Helaan itu ditangkap indera pendengaran Myungho, sahabat Chaeyoung yang biasa dia ajak makan angkringan di tepi jalan. Pemuda tinggi berambut mullet yang Chaeyoung kenal melalui ajang awards berbau seni. Myungho menyabet satu piala dua tahun lalu, tepatnya kategori sebagai pelukis terbaik. Dan mulai saat itu, Chaeyoung mengaguminya. Dia berusaha mendekat, lalu mereka berhasil menjadi teman karib, meski intensitas pertemuan mereka jarang.

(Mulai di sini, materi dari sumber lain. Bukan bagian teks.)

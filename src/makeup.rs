//! Cosmetic categories, the shade catalog and the per-frame makeup settings.

#[derive(Clone, Copy, Debug, PartialEq, Eq, Hash)]
pub enum Category {
    Lipstick,
    Blush,
    Eyeshadow,
    Eyebrow,
}

impl Category {
    /// Display order of the product cards.
    pub const ALL: [Category; 4] = [
        Category::Lipstick,
        Category::Blush,
        Category::Eyeshadow,
        Category::Eyebrow,
    ];

    pub fn label(&self) -> &'static str {
        match self {
            Category::Lipstick => "Lipstick",
            Category::Blush => "Blush",
            Category::Eyeshadow => "Eyeshadow",
            Category::Eyebrow => "Eyebrow",
        }
    }

    pub fn icon(&self) -> &'static str {
        match self {
            Category::Lipstick => "💄",
            Category::Blush => "🌸",
            Category::Eyeshadow => "👁️",
            Category::Eyebrow => "🖌️",
        }
    }

    /// Per-region tuning: the same slider position paints blush and brows
    /// lighter than lips and lids.
    pub fn alpha_divisor(&self) -> f32 {
        match self {
            Category::Lipstick => 150.0,
            Category::Blush => 200.0,
            Category::Eyeshadow => 150.0,
            Category::Eyebrow => 180.0,
        }
    }

    pub fn shades(&self) -> &'static [Shade] {
        match self {
            Category::Lipstick => LIPSTICK_SHADES,
            Category::Blush => BLUSH_SHADES,
            Category::Eyeshadow => EYESHADOW_SHADES,
            Category::Eyebrow => EYEBROW_SHADES,
        }
    }

    fn index(&self) -> usize {
        match self {
            Category::Lipstick => 0,
            Category::Blush => 1,
            Category::Eyeshadow => 2,
            Category::Eyebrow => 3,
        }
    }
}

#[derive(Clone, Copy, Debug, PartialEq, Eq)]
pub struct Rgb(pub u8, pub u8, pub u8);

impl Rgb {
    pub const fn from_hex(hex: u32) -> Self {
        Rgb((hex >> 16) as u8, (hex >> 8) as u8, hex as u8)
    }

    pub fn to_hex(&self) -> u32 {
        ((self.0 as u32) << 16) | ((self.1 as u32) << 8) | self.2 as u32
    }
}

#[derive(Clone, Copy, Debug, PartialEq, Eq)]
pub struct Shade {
    pub name: &'static str,
    pub color: Rgb,
}

const fn shade(name: &'static str, hex: u32) -> Shade {
    Shade {
        name,
        color: Rgb::from_hex(hex),
    }
}

pub const SHADES_PER_CATEGORY: usize = 5;

const LIPSTICK_SHADES: &[Shade] = &[
    shade("Classic Red", 0xE91E63),
    shade("Raspberry", 0xD81B60),
    shade("Vivid Pink", 0xF06292),
    shade("Plum", 0x880E4F),
    shade("Magenta", 0xAD1457),
];

const BLUSH_SHADES: &[Shade] = &[
    shade("Light Pink", 0xF8BBD0),
    shade("Hot Pink", 0xEC407A),
    shade("Rose", 0xF06292),
    shade("Peach", 0xFFAB91),
    shade("Coral", 0xFF7043),
];

const EYESHADOW_SHADES: &[Shade] = &[
    shade("Brown", 0x5D4037),
    shade("Copper", 0xBCAAA4),
    shade("Bronze", 0xA9746E),
    shade("Mocha", 0x8D6E63),
    shade("Beige", 0xFFECB3),
];

const EYEBROW_SHADES: &[Shade] = &[
    shade("Soft Brown", 0x5D4037),
    shade("Charcoal", 0x36454F),
    shade("Dark Brown", 0x3E2723),
    shade("Ebony", 0x1C1C1C),
    shade("Ash", 0xB2BEB5),
];

/// Blend strength in percent, always within `0..=100`.
#[derive(Clone, Copy, Debug, PartialEq, Eq, PartialOrd, Ord)]
pub struct Intensity(u8);

impl Intensity {
    pub const MAX: u8 = 100;

    pub fn new(percent: i32) -> Self {
        Intensity(percent.clamp(0, Self::MAX as i32) as u8)
    }

    /// Snap a continuous control position to the nearest whole percent.
    pub fn from_fraction_percent(value: f32) -> Self {
        if value.is_nan() {
            return Intensity(0);
        }
        Intensity(value.round().clamp(0.0, Self::MAX as f32) as u8)
    }

    pub fn percent(&self) -> u8 {
        self.0
    }

    pub fn is_off(&self) -> bool {
        self.0 == 0
    }

    /// Fill alpha for `category`, in `0.0..=1.0`.
    pub fn alpha_for(&self, category: Category) -> f32 {
        (self.0 as f32 / category.alpha_divisor()).clamp(0.0, 1.0)
    }
}

#[derive(Clone, Copy, Debug, PartialEq, Eq)]
pub struct ProductSetting {
    pub intensity: Intensity,
    shade_index: usize,
}

impl ProductSetting {
    pub fn shade_index(&self) -> usize {
        self.shade_index
    }
}

/// Immutable makeup selection handed to the compositor each frame.
///
/// Updates return a new value; the shade index is checked on the way in, so
/// [`MakeupConfig::shade`] can never index out of the catalog.
#[derive(Clone, Copy, Debug, PartialEq, Eq)]
pub struct MakeupConfig {
    products: [ProductSetting; 4],
}

impl Default for MakeupConfig {
    fn default() -> Self {
        let setting = |percent| ProductSetting {
            intensity: Intensity::new(percent),
            shade_index: 0,
        };
        Self {
            products: [setting(75), setting(65), setting(75), setting(50)],
        }
    }
}

impl MakeupConfig {
    pub fn setting(&self, category: Category) -> ProductSetting {
        self.products[category.index()]
    }

    pub fn intensity(&self, category: Category) -> Intensity {
        self.setting(category).intensity
    }

    pub fn shade(&self, category: Category) -> Shade {
        category.shades()[self.setting(category).shade_index]
    }

    pub fn with_intensity(mut self, category: Category, intensity: Intensity) -> Self {
        self.products[category.index()].intensity = intensity;
        self
    }

    /// `None` if `index` is not a shade of `category`.
    pub fn with_shade(mut self, category: Category, index: usize) -> Option<Self> {
        if index >= category.shades().len() {
            return None;
        }
        self.products[category.index()].shade_index = index;
        Some(self)
    }
}

#[cfg(test)]
mod tests {
    use super::*;

    #[test]
    fn catalog_has_five_shades_per_category() {
        for category in Category::ALL {
            assert_eq!(category.shades().len(), SHADES_PER_CATEGORY);
        }
        assert_eq!(Category::Lipstick.shades()[0].color, Rgb(0xE9, 0x1E, 0x63));
        assert_eq!(Category::Eyebrow.shades()[4].name, "Ash");
    }

    #[test]
    fn alpha_stays_in_unit_range_for_every_divisor() {
        for category in Category::ALL {
            for percent in 0..=100 {
                let alpha = Intensity::new(percent).alpha_for(category);
                assert!((0.0..=1.0).contains(&alpha), "{category:?} {percent} -> {alpha}");
            }
        }
        assert_eq!(Intensity::new(100).alpha_for(Category::Lipstick), 100.0 / 150.0);
        assert_eq!(Intensity::new(100).alpha_for(Category::Blush), 0.5);
    }

    #[test]
    fn intensity_is_clamped() {
        assert_eq!(Intensity::new(-5).percent(), 0);
        assert_eq!(Intensity::new(250).percent(), 100);
        assert!(Intensity::new(0).is_off());
    }

    #[test]
    fn every_whole_percent_is_reachable_from_a_slider() {
        for percent in 0..=Intensity::MAX {
            let value = percent as f32 + 0.3;
            assert_eq!(Intensity::from_fraction_percent(value).percent(), percent);
        }
        assert_eq!(Intensity::from_fraction_percent(42.5).percent(), 43);
        assert_eq!(Intensity::from_fraction_percent(-3.0).percent(), 0);
        assert_eq!(Intensity::from_fraction_percent(180.0).percent(), 100);
        assert!(Intensity::from_fraction_percent(f32::NAN).is_off());
    }

    #[test]
    fn defaults_match_reset_values() {
        let cfg = MakeupConfig::default();
        assert_eq!(cfg.intensity(Category::Lipstick).percent(), 75);
        assert_eq!(cfg.intensity(Category::Blush).percent(), 65);
        assert_eq!(cfg.intensity(Category::Eyeshadow).percent(), 75);
        assert_eq!(cfg.intensity(Category::Eyebrow).percent(), 50);
        for category in Category::ALL {
            assert_eq!(cfg.setting(category).shade_index(), 0);
        }
    }

    #[test]
    fn shade_selection_rejects_out_of_range() {
        let cfg = MakeupConfig::default();
        assert!(cfg.with_shade(Category::Blush, 5).is_none());

        let cfg = cfg.with_shade(Category::Blush, 4).unwrap();
        assert_eq!(cfg.shade(Category::Blush).name, "Coral");
        assert_eq!(cfg.shade(Category::Lipstick).name, "Classic Red");
    }
}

"Apa yang lo pikirin pertama kali setelah tahu gue termasuk salah satu orang yang harus lo curigai?" tanya Myungho, tatapannya teduh. Sungguh berbanding terbalik dengan suasana jalan raya tepi angkringan tempat mereka makan saat ini. "Gue yakin lo percaya gue nggak ngelakuin pencurian itu."

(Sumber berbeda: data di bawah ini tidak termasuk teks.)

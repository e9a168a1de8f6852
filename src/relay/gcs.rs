//! Google Cloud Storage over its JSON API, authenticated with a
//! service-account JWT.

use std::time::{Duration, Instant};

use async_trait::async_trait;
use jsonwebtoken::{Algorithm, EncodingKey, Header};
use reqwest::{Client, StatusCode, Url};
use serde::{Deserialize, Serialize};
use tokio::sync::Mutex;

use super::store::{ObjectStore, StoreError};
use crate::config::GcsCredentials;

const TOKEN_URL: &str = "https://oauth2.googleapis.com/token";
const API_BASE: &str = "https://storage.googleapis.com";
const SCOPE: &str = "https://www.googleapis.com/auth/devstorage.read_write";
const JWT_GRANT: &str = "urn:ietf:params:oauth:grant-type:jwt-bearer";
const ASSERTION_LIFETIME_SECS: i64 = 3600;
/// Tokens are refreshed this long before Google says they expire.
const TOKEN_REFRESH_MARGIN: Duration = Duration::from_secs(60);

#[derive(Debug, Serialize)]
struct Claims<'a> {
    iss: &'a str,
    scope: &'a str,
    aud: &'a str,
    iat: i64,
    exp: i64,
}

fn claims(client_email: &str, now_secs: i64) -> Claims<'_> {
    Claims {
        iss: client_email,
        scope: SCOPE,
        aud: TOKEN_URL,
        iat: now_secs,
        exp: now_secs + ASSERTION_LIFETIME_SECS,
    }
}

#[derive(Debug, Deserialize)]
struct TokenResponse {
    access_token: String,
    expires_in: u64,
}

struct CachedToken {
    value: String,
    refresh_at: Instant,
}

#[derive(Debug, Default, Deserialize)]
#[serde(rename_all = "camelCase")]
struct ListPage {
    #[serde(default)]
    items: Vec<ListItem>,
    next_page_token: Option<String>,
}

#[derive(Debug, Deserialize)]
struct ListItem {
    name: String,
}

#[derive(Debug, Deserialize)]
struct ApiErrorEnvelope {
    error: ApiErrorDetail,
}

#[derive(Debug, Deserialize)]
struct ApiErrorDetail {
    message: String,
}

/// Google's `{"error":{"message":..}}` text, or the status line.
fn error_message(status: StatusCode, body: &str) -> String {
    serde_json::from_str::<ApiErrorEnvelope>(body)
        .map(|env| env.error.message)
        .unwrap_or_else(|_| format!("object store returned {status}"))
}

fn backend<E: std::fmt::Display>(context: &str) -> impl FnOnce(E) -> StoreError + '_ {
    move |err| StoreError::Backend(format!("{context}: {err}"))
}

pub struct GcsStore {
    http: Client,
    credentials: GcsCredentials,
    signing_key: EncodingKey,
    token: Mutex<Option<CachedToken>>,
}

impl GcsStore {
    pub fn new(credentials: GcsCredentials) -> anyhow::Result<Self> {
        let signing_key = EncodingKey::from_rsa_pem(credentials.private_key.as_bytes())
            .map_err(|err| anyhow::anyhow!("GCLOUD_PRIVATE_KEY is not a valid RSA PEM key: {err}"))?;
        log::info!(
            "using GCS bucket {} (project {})",
            credentials.bucket,
            credentials.project_id
        );
        Ok(Self {
            http: Client::new(),
            credentials,
            signing_key,
            token: Mutex::new(None),
        })
    }

    async fn access_token(&self) -> Result<String, StoreError> {
        let mut cached = self.token.lock().await;
        if let Some(token) = cached.as_ref() {
            if Instant::now() < token.refresh_at {
                return Ok(token.value.clone());
            }
        }

        let now = chrono::Utc::now().timestamp();
        let assertion = jsonwebtoken::encode(
            &Header::new(Algorithm::RS256),
            &claims(&self.credentials.client_email, now),
            &self.signing_key,
        )
        .map_err(backend("failed to sign token request"))?;

        let response = self
            .http
            .post(TOKEN_URL)
            .form(&[("grant_type", JWT_GRANT), ("assertion", assertion.as_str())])
            .send()
            .await
            .map_err(backend("token request failed"))?;
        let status = response.status();
        if !status.is_success() {
            let body = response.text().await.unwrap_or_default();
            return Err(StoreError::Backend(format!(
                "token exchange rejected ({status}): {body}"
            )));
        }
        let token: TokenResponse = response
            .json()
            .await
            .map_err(backend("malformed token response"))?;

        let lifetime = Duration::from_secs(token.expires_in).saturating_sub(TOKEN_REFRESH_MARGIN);
        log::debug!("obtained GCS access token valid for {}s", token.expires_in);
        *cached = Some(CachedToken {
            value: token.access_token.clone(),
            refresh_at: Instant::now() + lifetime,
        });
        Ok(token.access_token)
    }

    fn object_url(&self, name: &str) -> Result<Url, StoreError> {
        object_url(&self.credentials.bucket, name)
    }
}

fn object_url(bucket: &str, name: &str) -> Result<Url, StoreError> {
    let mut url = Url::parse(API_BASE).map_err(backend("bad API base"))?;
    url.path_segments_mut()
        .map_err(|_| StoreError::Backend("API base cannot take a path".to_string()))?
        .clear()
        .extend(["storage", "v1", "b", bucket, "o", name]);
    Ok(url)
}

async fn failure(context: &str, response: reqwest::Response) -> StoreError {
    let status = response.status();
    let body = response.text().await.unwrap_or_default();
    StoreError::Backend(format!("{context}: {}", error_message(status, &body)))
}

#[async_trait]
impl ObjectStore for GcsStore {
    fn bucket(&self) -> &str {
        &self.credentials.bucket
    }

    async fn put(&self, name: &str, bytes: Vec<u8>, content_type: &str) -> Result<(), StoreError> {
        let token = self.access_token().await?;
        let url = format!("{API_BASE}/upload/storage/v1/b/{}/o", self.credentials.bucket);
        let response = self
            .http
            .post(url)
            .query(&[("uploadType", "media"), ("name", name)])
            .bearer_auth(token)
            .header(reqwest::header::CONTENT_TYPE, content_type)
            .body(bytes)
            .send()
            .await
            .map_err(backend("upload failed"))?;
        if !response.status().is_success() {
            return Err(failure("upload failed", response).await);
        }
        Ok(())
    }

    async fn list(&self) -> Result<Vec<String>, StoreError> {
        let token = self.access_token().await?;
        let url = format!("{API_BASE}/storage/v1/b/{}/o", self.credentials.bucket);
        let mut names = Vec::new();
        let mut page_token: Option<String> = None;

        loop {
            let mut request = self
                .http
                .get(&url)
                .bearer_auth(&token)
                .query(&[("fields", "items(name),nextPageToken")]);
            if let Some(page) = page_token.as_deref() {
                request = request.query(&[("pageToken", page)]);
            }
            let response = request.send().await.map_err(backend("listing failed"))?;
            if !response.status().is_success() {
                return Err(failure("listing failed", response).await);
            }
            let page: ListPage = response
                .json()
                .await
                .map_err(backend("malformed listing"))?;
            names.extend(page.items.into_iter().map(|item| item.name));

            match page.next_page_token {
                Some(next) if !next.is_empty() => page_token = Some(next),
                _ => break,
            }
        }
        Ok(names)
    }

    async fn delete(&self, name: &str) -> Result<(), StoreError> {
        let token = self.access_token().await?;
        let response = self
            .http
            .delete(self.object_url(name)?)
            .bearer_auth(token)
            .send()
            .await
            .map_err(backend("delete failed"))?;
        match response.status() {
            status if status.is_success() => Ok(()),
            StatusCode::NOT_FOUND => Err(StoreError::NotFound {
                bucket: self.credentials.bucket.clone(),
                name: name.to_string(),
            }),
            _ => Err(failure("delete failed", response).await),
        }
    }
}

#[cfg(test)]
mod tests {
    use super::*;

    #[test]
    fn assertion_claims_last_one_hour() {
        let c = claims("svc@proj.iam.gserviceaccount.com", 1_700_000_000);
        assert_eq!(c.iss, "svc@proj.iam.gserviceaccount.com");
        assert_eq!(c.aud, "https://oauth2.googleapis.com/token");
        assert!(c.scope.ends_with("devstorage.read_write"));
        assert_eq!(c.exp - c.iat, 3600);
    }

    #[test]
    fn object_names_are_percent_encoded() {
        let url = object_url("looks", "my look/1.jpg").unwrap();
        assert_eq!(
            url.as_str(),
            "https://storage.googleapis.com/storage/v1/b/looks/o/my%20look%2F1.jpg"
        );
    }

    #[test]
    fn api_error_messages_are_passed_through() {
        let body = r#"{"error":{"code":403,"message":"Access denied."}}"#;
        assert_eq!(error_message(StatusCode::FORBIDDEN, body), "Access denied.");
        assert_eq!(
            error_message(StatusCode::BAD_GATEWAY, "<html>"),
            "object store returned 502 Bad Gateway"
        );
    }

    #[test]
    fn listing_pages_tolerate_missing_items() {
        let page: ListPage = serde_json::from_str("{}").unwrap();
        assert!(page.items.is_empty());
        assert!(page.next_page_token.is_none());

        let page: ListPage =
            serde_json::from_str(r#"{"items":[{"name":"1-upload.jpg"}],"nextPageToken":"abc"}"#).unwrap();
        assert_eq!(page.items[0].name, "1-upload.jpg");
        assert_eq!(page.next_page_token.as_deref(), Some("abc"));
    }

    #[test]
    fn invalid_private_key_is_rejected() {
        let creds = GcsCredentials {
            project_id: "proj".into(),
            client_email: "svc@proj.iam.gserviceaccount.com".into(),
            private_key: "not a key".into(),
            bucket: "looks".into(),
        };
        assert!(GcsStore::new(creds).is_err());
    }
}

Chaeyoung mendengkus. "Pede banget."

"Masih ajaaa. Gengsi. Gue ngerti lo melebihi diri lo sendiri, Chae."

Satu kalimat muncul, kemudian menembus relung hati Chaeyoung. Rasanya seperti dielus perlahan, tetapi finalnya dibikin keretakan. Ya, Myungho lebih mengerti dirinya dibanding raga serta jiwanya sendiri. Fakta itu sungguh tiada bisa dielakkan.

"Pengetahuan lo tentang jawaban gue seharusnya nggak membuat lo bertanya-tanya, Ho," pungkas Chaeyoung. "Retoris."

"Gue cuma butuh validasi."

Chaeyoung menahan tawa, untung saja dia tidak berada dalam posisi minum. Kalau iya, pasti muka Myungho akan basah terkena semburan maut. "Kaya cewe aja lo."

"Oke, lo menang lagi. Tapi tetep aja, gue selalu yakin lo percaya sama gue." Myungho tertawa pelan. "Gimana perkembangan kasusnya? Ada yang perlu gue bantu?"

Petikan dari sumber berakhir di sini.